Здесь речь идет не только о том, чтобы, как в случае с королевскими лилиями, взять под свое руководство уже существующую в народе иконоборческую практику, но и о том, чтобы создать настоящую прагматику знаков, полностью отличную от радикальной семиотики, какой пользовались власти в эпоху Реставрации[1397]
. Во внимание принимается все: надписи и эмблемы на памятнике, его местоположение, его заказчики и даже действие, какое окажет на общественное мнение его сохранение или разрушение. Никакого общего решения не предлагается, знаки сами по себе не считаются ни виновными, ни невинными, политика заключается прежде всего в «разумном» управлении коллективными эмоциями, исходящем из «умонастроения» в каждом департаменте, которое префекты должны оценивать, выступая своего рода термометрами[1398].Любопытен ответ префекта департамента Нижняя Луара, бывшего в 1816 году мэром Нанта; в 1831–1832‐м его департамент, где «белые» соседствуют с «синими», стоит на грани гражданской войны. Политическая осторожность подсказывает префекту указать всего один памятник, заслуживающий уничтожения по причине «политических воспоминаний», с ним связанных, — это памятник вандейскому генералу Шаретту в коммуне Леже, состоящий из статуи, пьедестала с контрреволюционной надписью «Бог и король» и незаконченной часовни. По правде говоря, от статуи Шаретта к 1832 году остался только фрагмент, поскольку солдаты Луи-Филиппа еще в 1831‐м отбили у нее одну руку, голову и обе ноги, а потом «набросили петлю на туловище» и «целый вечер издевались над ней»[1399]
. Зато префект предусматривает сохранение во вверенном ему департаменте двух статуй Людовика XVI: в Нанте и в Лору-Боттеро[1400]. Роль общественного мнения здесь решающая: при отсутствии публичного «запроса» памятник сохраняют, но при этом оговаривают, что после возникновения иконоборческих требований вердикт можно будет изменить. Прекрасная осторожность партии золотой середины…Впрочем, люди крайне консервативных взглядов эту осторожность орлеанистского режима считают кощунственной и возмущаются оскорблениями, нанесенными самым священным памятникам династии Бурбонов. Так, разрушение искупительного храма (незавершенного), воздвигнутого в память о герцоге Беррийском в парижском сквере Лувуа, вызывает гнев Оноре де Бальзака, который 31 марта 1832 года темпераментно обличает разрушителей в газете «Обновитель» (Rénovateur), в статье «О предполагаемом разрушении памятника герцогу Беррийскому»:
Власти играют с памятниками, как с погремушками. Почти все дети повинуются безотчетному стремлению разрушать. <…> Что за мыслительное извращение — покушаться на памятник, увековечивающий святость всех королевских семейств на свете[1401]

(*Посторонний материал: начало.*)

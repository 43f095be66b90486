/*++
Licensed under the Apache-2.0 license.

Abstract:
    DPE commands and serialization.
--*/
pub use self::certify_key::{CertifyKeyCmd, CertifyKeyFlags, CertifyKeyFormat};
pub use self::destroy_context::{DestroyCtxCmd, DestroyCtxFlags};
pub use self::get_certificate_chain::GetCertificateChainCmd;
pub use self::initialize_context::InitCtxCmd;
pub use self::tag_tci::{GetTaggedTciCmd, TagTciCmd};

use crate::CMD_MAGIC;
use zerocopy::IntoBytes;

mod certify_key;
mod destroy_context;
mod get_certificate_chain;
mod initialize_context;
mod tag_tci;

#[derive(Debug, PartialEq, Eq)]
pub enum Command<'a> {
    GetProfile,
    InitCtx(InitCtxCmd),
    CertifyKey(CertifyKeyCmd<'a>),
    DestroyCtx(DestroyCtxCmd),
    GetCertificateChain(GetCertificateChainCmd),
    TagTci(TagTciCmd),
    GetTaggedTci(GetTaggedTciCmd),
}

impl Command<'_> {
    pub const GET_PROFILE: u32 = 0x01;
    pub const INITIALIZE_CONTEXT: u32 = 0x07;
    pub const CERTIFY_KEY: u32 = 0x09;
    pub const DESTROY_CONTEXT: u32 = 0x0f;
    pub const GET_CERTIFICATE_CHAIN: u32 = 0x80;
    pub const TAG_TCI: u32 = 0x82;
    pub const GET_TAGGED_TCI: u32 = 0x83;

    pub fn id(&self) -> u32 {
        match self {
            Command::GetProfile => Self::GET_PROFILE,
            Command::InitCtx(_) => Self::INITIALIZE_CONTEXT,
            Command::CertifyKey(_) => Self::CERTIFY_KEY,
            Command::DestroyCtx(_) => Self::DESTROY_CONTEXT,
            Command::GetCertificateChain(_) => Self::GET_CERTIFICATE_CHAIN,
            Command::TagTci(_) => Self::TAG_TCI,
            Command::GetTaggedTci(_) => Self::GET_TAGGED_TCI,
        }
    }

    /// Serializes the header followed by the command payload.
    ///
    /// # Arguments
    ///
    /// * `profile` - raw profile value to place in the header. Zero before the profile is known.
    pub fn serialize(&self, profile: u32) -> Vec<u8> {
        let mut bytes = CommandHdr::new(profile, self.id()).as_bytes().to_vec();
        match self {
            Command::GetProfile => (),
            Command::InitCtx(cmd) => bytes.extend_from_slice(cmd.as_bytes()),
            Command::CertifyKey(cmd) => cmd.serialize(&mut bytes),
            Command::DestroyCtx(cmd) => bytes.extend_from_slice(cmd.as_bytes()),
            Command::GetCertificateChain(cmd) => bytes.extend_from_slice(cmd.as_bytes()),
            Command::TagTci(cmd) => bytes.extend_from_slice(cmd.as_bytes()),
            Command::GetTaggedTci(cmd) => bytes.extend_from_slice(cmd.as_bytes()),
        }
        bytes
    }
}

// ABI Command structures

#[repr(C)]
#[derive(
    Debug,
    PartialEq,
    Eq,
    zerocopy::FromBytes,
    zerocopy::IntoBytes,
    zerocopy::Immutable,
    zerocopy::KnownLayout,
)]
pub struct CommandHdr {
    pub magic: u32,
    pub cmd_id: u32,
    pub profile: u32,
}

impl CommandHdr {
    pub fn new(profile: u32, cmd_id: u32) -> CommandHdr {
        CommandHdr {
            magic: CMD_MAGIC,
            cmd_id,
            profile,
        }
    }
}
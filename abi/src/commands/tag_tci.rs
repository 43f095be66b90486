// Licensed under the Apache-2.0 license.
use crate::context::{ContextHandle, TciTag};

#[repr(C)]
#[derive(
    Debug,
    PartialEq,
    Eq,
    Clone,
    Copy,
    zerocopy::FromBytes,
    zerocopy::IntoBytes,
    zerocopy::Immutable,
    zerocopy::KnownLayout,
)]
pub struct TagTciCmd {
    pub handle: ContextHandle,
    pub tag: TciTag,
}

#[repr(C)]
#[derive(
    Debug,
    PartialEq,
    Eq,
    Clone,
    Copy,
    zerocopy::FromBytes,
    zerocopy::IntoBytes,
    zerocopy::Immutable,
    zerocopy::KnownLayout,
)]
pub struct GetTaggedTciCmd {
    pub tag: TciTag,
}
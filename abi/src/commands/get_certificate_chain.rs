// Licensed under the Apache-2.0 license.

/// Requests the `size` byte window of the certificate chain starting at `offset`.
#[repr(C)]
#[derive(
    Debug,
    PartialEq,
    Eq,
    Clone,
    Copy,
    zerocopy::FromBytes,
    zerocopy::IntoBytes,
    zerocopy::Immutable,
    zerocopy::KnownLayout,
)]
pub struct GetCertificateChainCmd {
    pub offset: u32,
    pub size: u32,
}
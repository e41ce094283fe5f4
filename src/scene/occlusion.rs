use crate::math::Vec3;
use crate::scene::{MaterialTable, RayTracer};

/// Occlusion capability consulted once per spatial source per block.
///
/// Returns the fraction of the direct path that survives, in [0, 1] (1 = clear).
pub trait OcclusionQuery: Send + Sync {
    fn occlusion(&self, source: Vec3, listener: Vec3) -> f32;

    /// Called once per block before any queries.
    fn begin_block(&mut self) {}
}

/// Never occludes.
#[derive(Debug, Clone, Copy, Default)]
pub struct Unoccluded;

impl OcclusionQuery for Unoccluded {
    fn occlusion(&self, _source: Vec3, _listener: Vec3) -> f32 {
        1.0
    }
}

/// Deterministic stand-in for geometry: sources are progressively muffled between
/// `clear_distance` and `full_distance`, down to `1 - strength`.
///
/// Approximates the growing chance that buildings sit between a distant source and
/// the listener in a dense city without casting a single ray.
#[derive(Debug, Clone, Copy, PartialEq)]
pub struct DistanceOcclusion {
    pub clear_distance: f32,
    pub full_distance: f32,
    pub strength: f32,
}

impl Default for DistanceOcclusion {
    fn default() -> Self {
        Self {
            clear_distance: 50.0,
            full_distance: 600.0,
            strength: 0.3,
        }
    }
}

impl OcclusionQuery for DistanceOcclusion {
    fn occlusion(&self, source: Vec3, listener: Vec3) -> f32 {
        let distance = source.distance(listener);
        let span = (self.full_distance - self.clear_distance).max(f32::EPSILON);
        let t = ((distance - self.clear_distance) / span).clamp(0.0, 1.0);
        let smooth = t * t * (3.0 - 2.0 * t);
        (1.0 - self.strength.clamp(0.0, 1.0) * smooth).clamp(0.0, 1.0)
    }
}

/// Walks the listener-to-source segment through a [`RayTracer`], multiplying in the
/// transmission of each surface crossed.
pub struct RayTracedOcclusion<T: RayTracer> {
    tracer: T,
    materials: MaterialTable,
    max_surfaces: usize,
}

impl<T: RayTracer> RayTracedOcclusion<T> {
    /// Surfaces hit this close to the previous one are treated as the same wall.
    const SURFACE_EPSILON: f32 = 1e-3;

    pub fn new(tracer: T, materials: MaterialTable) -> Self {
        Self {
            tracer,
            materials,
            max_surfaces: 4,
        }
    }

    /// Stop after this many surfaces; anything beyond is treated as fully blocked.
    pub fn max_surfaces(mut self, count: usize) -> Self {
        self.max_surfaces = count.max(1);
        self
    }

    pub fn tracer(&self) -> &T {
        &self.tracer
    }
}

impl<T: RayTracer> OcclusionQuery for RayTracedOcclusion<T> {
    fn occlusion(&self, source: Vec3, listener: Vec3) -> f32 {
        let to_source = source - listener;
        let length = to_source.length();
        let Some(direction) = to_source.try_normalize() else {
            return 1.0;
        };

        let mut factor = 1.0;
        let mut travelled = 0.0;
        for _ in 0..self.max_surfaces {
            let origin = listener + direction * travelled;
            let hit = self.tracer.cast_ray(origin, direction, length - travelled);
            if !hit.hit || travelled + hit.distance >= length {
                return factor;
            }
            factor *= self.materials.get_or_generic(hit.material_index).transmission;
            travelled += hit.distance + Self::SURFACE_EPSILON;
        }
        // Hit budget exhausted with geometry still in the way.
        0.0
    }

    fn begin_block(&mut self) {
        self.tracer.begin_block();
    }
}

#[cfg(test)]
mod tests {
    use super::*;
    use crate::scene::{AudioMaterial, RayHit};

    /// Infinite planes perpendicular to X at the given coordinates.
    struct Walls {
        xs: Vec<f32>,
        material: u8,
    }

    impl RayTracer for Walls {
        fn cast_ray(&self, origin: Vec3, direction: Vec3, max_distance: f32) -> RayHit {
            if direction.x.abs() < 1e-6 {
                return RayHit::miss();
            }
            self.xs
                .iter()
                .map(|&x| (x - origin.x) / direction.x)
                .filter(|&t| t > 0.0 && t <= max_distance)
                .fold(None, |best: Option<f32>, t| Some(best.map_or(t, |b| b.min(t))))
                .map_or(RayHit::miss(), |t| RayHit::new(t, self.material))
        }
    }

    #[test]
    fn test_unoccluded() {
        assert_eq!(Unoccluded.occlusion(Vec3::ZERO, Vec3::X * 100.0), 1.0);
    }

    #[test]
    fn test_distance_occlusion_ramps() {
        let model = DistanceOcclusion::default();
        assert_eq!(model.occlusion(Vec3::new(10.0, 0.0, 0.0), Vec3::ZERO), 1.0);
        let mid = model.occlusion(Vec3::new(325.0, 0.0, 0.0), Vec3::ZERO);
        assert!(mid < 1.0 && mid > 0.7);
        let far = model.occlusion(Vec3::new(5000.0, 0.0, 0.0), Vec3::ZERO);
        assert!((far - 0.7).abs() < 1e-6);
    }

    #[test]
    fn test_ray_traced_occlusion_multiplies_transmission() {
        let mut materials = MaterialTable::new();
        let glass = materials.add(AudioMaterial::GLASS).unwrap();
        let query = RayTracedOcclusion::new(
            Walls {
                xs: vec![2.0, 4.0],
                material: glass,
            },
            materials,
        );

        let clear = query.occlusion(Vec3::new(1.0, 0.0, 0.0), Vec3::ZERO);
        assert_eq!(clear, 1.0);

        let one_wall = query.occlusion(Vec3::new(3.0, 0.0, 0.0), Vec3::ZERO);
        assert!((one_wall - 0.45).abs() < 1e-6);

        let two_walls = query.occlusion(Vec3::new(10.0, 0.0, 0.0), Vec3::ZERO);
        assert!((two_walls - 0.45 * 0.45).abs() < 1e-6);
    }

    #[test]
    fn test_surface_budget_blocks_completely() {
        let query = RayTracedOcclusion::new(
            Walls {
                xs: vec![1.0, 2.0, 3.0],
                material: 0,
            },
            MaterialTable::with_presets(),
        )
        .max_surfaces(2);
        assert_eq!(query.occlusion(Vec3::new(10.0, 0.0, 0.0), Vec3::ZERO), 0.0);
    }
}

.Окончательно утвержденное в 1834 году[1402]
, решение разрушить это «святилище законной власти» в центре столицы воспринимается теми, кто тоскует по эпохе Реставрации, как последний эпизод иконоборческой кампании 1831 года или, еще того хуже, как кошмарное повторение надругательств над королевскими гробницами в Сен-Дени в 1793 году![1403]Иконоборческое сопротивление и борьба за власть над гражданским пространством, 1830‐е годы
Вносить умиротворение в сферу политических образов на протяжении бурных 1830‐х годов было не так-то просто. Орлеанистский режим, критикуемый и справа, и слева, страдал от нападок на свои собственные знаки и в особенности на изображение государя. В первые годы после Июльской революции (1830–1834) нам удалось выявить не меньше сотни иконоборческих атак такого типа[1404]
. Это иконоборчество противников режима переживает бесспорный взлет в 1831 году (более половины случаев): ответом на истребление лилий и вырванные из земли кресты служат в этом году симметрические нападения на трехцветные флаги и бюсты Луи-Филиппа. Как и в эпоху Реставрации, иконоборчество, наряду с многочисленными ритуалами и словесными жестами, берут на вооружение самые разные протестные движения. Однако выступления рабочих, происходящие в то же самое время, от иконоборчества далеки: призывы к забастовкам, точно так же как и восстание лионских ткачей в ноябре 1831 года, не сопровождаются нападениями на политические знаки.